# Jewelry box side bit



## charmon (Jul 8, 2014)

I have never used a jewelry box side bit with top bearing. What is the proper way to use it? Thanks in advance for your help.


----------



## Stick486 (Jan 4, 2013)

charmon said:


> I have never used a jewelry box side bit with top bearing. What is the proper way to use it? Thanks in advance for your help.


specifically which bit do you have???


----------



## Stick486 (Jan 4, 2013)

charmon said:


> I have never used a jewelry box side bit with top bearing. What is the proper way to use it? Thanks in advance for your help.


see if this .PDF helps any...


----------



## charmon (Jul 8, 2014)

Thanks Stick. I guess I should have been more specific. How do I run the boards against the bit as the cut side will be both concave and convex. How do I keep the piece vertical? Is it best to run a longer board or cut the pieces to size first ?


----------



## charmon (Jul 8, 2014)

The bit is yonico 18234


----------



## Stick486 (Jan 4, 2013)

charmon said:


> Thanks Stick. I guess I should have been more specific. How do I run the boards against the bit as the cut side will be both concave and convex. How do I keep the piece vertical? Is it best to run a longer board or cut the pieces to size first ?


longer board...
router table, run the board against the fence w/ feather boards......
no matter how hard you try free-handing that big of a profile will be a challenge and not to mention dangerous...

you know you can use crown molding in conjunction w/ other profiles instead of cutting your own profiles and go exotic at the same time... 
there are a passel of crown molding profiles...


----------



## Stick486 (Jan 4, 2013)

charmon said:


> The bit is yonico 18234



router table for sure...


----------



## denis lock (Oct 26, 2007)

*Using face moulding bits*

I keep the workpiece vertical by using a sled. I mould long lengths and the cut to length afterwards. I hold the workpiece to the sled by screws from the sled. Be careful of placement - you don't want to rout through the tip of a screw. If screw holes are a problem I use pieces which are longer than need and screw into waste which will be trimmed later.

The sled shown in the attached picture is made from 16mm MDF.


----------



## Stick486 (Jan 4, 2013)

denisl said:


> I keep the workpiece vertical by using a sled. I mould long lengths and the cut to length afterwards. I hold the workpiece to the sled by screws from the sled. Be careful of placement - you don't want to rout through the tip of a screw. If screw holes are a problem I use pieces which are longer than need and screw into waste which will be trimmed later.
> 
> The sled shown in the attached picture is made from 16mm MDF.

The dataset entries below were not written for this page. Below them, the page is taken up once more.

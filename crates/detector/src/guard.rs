//! Single-flight guard per capability

use perception::{CallId, Capability};

/// The one call a capability is currently working on
pub(crate) struct Outstanding<C> {
    pub call: CallId,
    /// State epoch the call was issued in
    pub epoch: u64,
    /// Frame count when the call was issued
    pub issued_at: u64,
    pub context: C,
}

/// Tracks the outstanding call of one capability.
///
/// A capability never has more than one call in flight; a new call is only
/// issued once the previous one has been settled by its completion or
/// given up on as lost.
pub(crate) struct CallGuard<C> {
    capability: Capability,
    outstanding: Option<Outstanding<C>>,
}

impl<C> CallGuard<C> {
    pub fn new(capability: Capability) -> Self {
        Self {
            capability,
            outstanding: None,
        }
    }

    pub fn is_busy(&self) -> bool {
        self.outstanding.is_some()
    }

    /// Record a call that was just issued
    pub fn arm(&mut self, call: CallId, epoch: u64, issued_at: u64, context: C) {
        debug_assert!(self.outstanding.is_none(), "{} already busy", self.capability);
        self.outstanding = Some(Outstanding {
            call,
            epoch,
            issued_at,
            context,
        });
    }

    /// Release the guard for `call`. Returns `None` for a call this guard is not waiting on.
    pub fn settle(&mut self, call: CallId) -> Option<Outstanding<C>> {
        match &self.outstanding {
            Some(outstanding) if outstanding.call == call => self.outstanding.take(),
            _ => None,
        }
    }

    /// Give up on a call issued `limit` or more frames before `now`.
    /// Its completion, should it still arrive, no longer settles anything.
    pub fn expire(&mut self, now: u64, limit: u64) -> Option<Outstanding<C>> {
        match &self.outstanding {
            Some(outstanding) if now.saturating_sub(outstanding.issued_at) >= limit => {
                self.outstanding.take()
            }
            _ => None,
        }
    }
}
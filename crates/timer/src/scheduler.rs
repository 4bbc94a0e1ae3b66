//! Scheduler Implementations

use std::cmp::Ordering;
use std::collections::{BinaryHeap, HashMap, HashSet};
use std::time::Duration;

use tokio::sync::mpsc;
use tokio::task::AbortHandle;
use tracing::debug;

/// Handle returned by [`Scheduler::schedule`], used to cancel the timer
#[derive(Debug, Clone, Copy, PartialEq, Eq, Hash, PartialOrd, Ord)]
pub struct TimerHandle(u64);

/// Deferred delivery of messages of type `T`
pub trait Scheduler<T> {
    /// Deliver `message` once `after` has elapsed
    fn schedule(&mut self, after: Duration, message: T) -> TimerHandle;

    /// Prevent a pending delivery. Cancelling twice, or after the message
    /// was delivered, does nothing.
    fn cancel(&mut self, handle: TimerHandle);
}

/// Scheduler backed by tokio timers.
///
/// Each timer is a task sleeping for its delay, then sending the message
/// into the owner's queue. Must be used from within a tokio runtime.
pub struct TokioScheduler<C> {
    sender: mpsc::Sender<C>,
    tasks: HashMap<TimerHandle, AbortHandle>,
    next_id: u64,
}

impl<C: Send + 'static> TokioScheduler<C> {
    pub fn new(sender: mpsc::Sender<C>) -> Self {
        Self {
            sender,
            tasks: HashMap::new(),
            next_id: 0,
        }
    }

    /// Timers not yet fired or cancelled
    pub fn active(&mut self) -> usize {
        self.tasks.retain(|_, task| !task.is_finished());
        self.tasks.len()
    }
}

impl<T, C> Scheduler<T> for TokioScheduler<C>
where
    T: Into<C>,
    C: Send + 'static,
{
    fn schedule(&mut self, after: Duration, message: T) -> TimerHandle {
        self.tasks.retain(|_, task| !task.is_finished());

        let handle = TimerHandle(self.next_id);
        self.next_id += 1;

        let sender = self.sender.clone();
        let message: C = message.into();
        let task = tokio::spawn(async move {
            tokio::time::sleep(after).await;
            if sender.send(message).await.is_err() {
                debug!("Timer {:?} fired after its queue closed", handle);
            }
        });

        self.tasks.insert(handle, task.abort_handle());
        handle
    }

    fn cancel(&mut self, handle: TimerHandle) {
        if let Some(task) = self.tasks.remove(&handle) {
            task.abort();
        }
    }
}

/// A message waiting in the manual scheduler
struct Pending<T> {
    due: Duration,
    handle: TimerHandle,
    message: T,
}

impl<T> Eq for Pending<T> {}

impl<T> PartialEq for Pending<T> {
    fn eq(&self, other: &Self) -> bool {
        self.due == other.due && self.handle == other.handle
    }
}

impl<T> Ord for Pending<T> {
    fn cmp(&self, other: &Self) -> Ordering {
        // Reverse ordering for min-heap behavior (earliest due first),
        // then earliest scheduled first
        other
            .due
            .cmp(&self.due)
            .then_with(|| other.handle.cmp(&self.handle))
    }
}

impl<T> PartialOrd for Pending<T> {
    fn partial_cmp(&self, other: &Self) -> Option<Ordering> {
        Some(self.cmp(other))
    }
}

/// Scheduler driven by a virtual clock.
///
/// Nothing fires until [`ManualScheduler::advance`] moves the clock past a
/// message's due time; the due messages are then returned in due order.
pub struct ManualScheduler<T> {
    now: Duration,
    queue: BinaryHeap<Pending<T>>,
    cancelled: HashSet<TimerHandle>,
    next_id: u64,
}

impl<T> Default for ManualScheduler<T> {
    fn default() -> Self {
        Self {
            now: Duration::ZERO,
            queue: BinaryHeap::new(),
            cancelled: HashSet::new(),
            next_id: 0,
        }
    }
}

impl<T> ManualScheduler<T> {
    pub fn new() -> Self {
        Self::default()
    }

    /// Current virtual time
    pub fn now(&self) -> Duration {
        self.now
    }

    /// Move the clock forward and collect every message that came due
    pub fn advance(&mut self, by: Duration) -> Vec<T> {
        self.now += by;

        let mut fired = Vec::new();
        while self.queue.peek().is_some_and(|p| p.due <= self.now) {
            if let Some(pending) = self.queue.pop() {
                if !self.cancelled.remove(&pending.handle) {
                    fired.push(pending.message);
                }
            }
        }
        fired
    }

    /// Number of messages still waiting to fire
    pub fn pending(&self) -> usize {
        self.queue
            .iter()
            .filter(|p| !self.cancelled.contains(&p.handle))
            .count()
    }

    /// Check whether a timer is still waiting to fire
    pub fn is_pending(&self, handle: TimerHandle) -> bool {
        self.due_at(handle).is_some()
    }

    /// Virtual time at which a pending timer fires
    pub fn due_at(&self, handle: TimerHandle) -> Option<Duration> {
        if self.cancelled.contains(&handle) {
            return None;
        }
        self.queue
            .iter()
            .find(|p| p.handle == handle)
            .map(|p| p.due)
    }
}

impl<T> Scheduler<T> for ManualScheduler<T> {
    fn schedule(&mut self, after: Duration, message: T) -> TimerHandle {
        let handle = TimerHandle(self.next_id);
        self.next_id += 1;

        self.queue.push(Pending {
            due: self.now + after,
            handle,
            message,
        });
        handle
    }

    fn cancel(&mut self, handle: TimerHandle) {
        if self.queue.iter().any(|p| p.handle == handle) {
            self.cancelled.insert(handle);
        }
    }
}

#[cfg(test)]
mod tests {
    use super::*;

    #[test]
    fn test_manual_fires_in_due_order() {
        let mut scheduler = ManualScheduler::new();
        scheduler.schedule(Duration::from_secs(5), "late");
        scheduler.schedule(Duration::from_secs(1), "early");
        scheduler.schedule(Duration::from_secs(1), "early-second");

        assert!(scheduler.advance(Duration::from_millis(999)).is_empty());
        assert_eq!(
            scheduler.advance(Duration::from_millis(1)),
            vec!["early", "early-second"]
        );
        assert_eq!(scheduler.advance(Duration::from_secs(10)), vec!["late"]);
        assert_eq!(scheduler.pending(), 0);
    }

    #[test]
    fn test_manual_cancel_is_idempotent() {
        let mut scheduler = ManualScheduler::new();
        let keep = scheduler.schedule(Duration::from_secs(2), 1);
        let dropped = scheduler.schedule(Duration::from_secs(2), 2);

        scheduler.cancel(dropped);
        scheduler.cancel(dropped);
        assert!(!scheduler.is_pending(dropped));
        assert_eq!(scheduler.due_at(keep), Some(Duration::from_secs(2)));

        assert_eq!(scheduler.advance(Duration::from_secs(2)), vec![1]);

        // Already fired
        scheduler.cancel(keep);
        assert_eq!(scheduler.pending(), 0);
    }

    #[tokio::test(start_paused = true)]
    async fn test_tokio_scheduler_delivers_after_delay() {
        let (tx, mut rx) = mpsc::channel::<u32>(4);
        let mut scheduler = TokioScheduler::new(tx);

        scheduler.schedule(Duration::from_secs(3), 7u32);
        tokio::time::sleep(Duration::from_millis(2999)).await;
        assert!(rx.try_recv().is_err());

        tokio::time::sleep(Duration::from_millis(2)).await;
        assert_eq!(rx.recv().await, Some(7));
    }

    #[tokio::test(start_paused = true)]
    async fn test_tokio_scheduler_cancel() {
        let (tx, mut rx) = mpsc::channel::<u32>(4);
        let mut scheduler = TokioScheduler::new(tx);

        let first = scheduler.schedule(Duration::from_secs(1), 1u32);
        scheduler.schedule(Duration::from_secs(2), 2u32);
        Scheduler::<u32>::cancel(&mut scheduler, first);
        Scheduler::<u32>::cancel(&mut scheduler, first);

        assert_eq!(rx.recv().await, Some(2));
        assert_eq!(scheduler.active(), 0);
    }
}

or install a keeper on the sled...


----------



## charmon (Jul 8, 2014)

Thanks denisl Would double sided tape be an option? I assume that you would make multiple passes for a bit as in your picture.


----------



## Marco (Feb 21, 2009)

denisl said:


> I keep the workpiece vertical by using a sled. I mould long lengths and the cut to length afterwards. I hold the workpiece to the sled by screws from the sled. Be careful of placement - you don't want to rout through the tip of a screw. If screw holes are a problem I use pieces which are longer than need and screw into waste which will be trimmed later.
> 
> The sled shown in the attached picture is made from 16mm MDF.


Great explanation and photo for details Denis


----------



## denis lock (Oct 26, 2007)

I am conservative and prefer the 'positive' holding power of screws. My sled is pre-drilled so it is no big deal to attach the piece being moulded with screws. Good quality double-sided should work.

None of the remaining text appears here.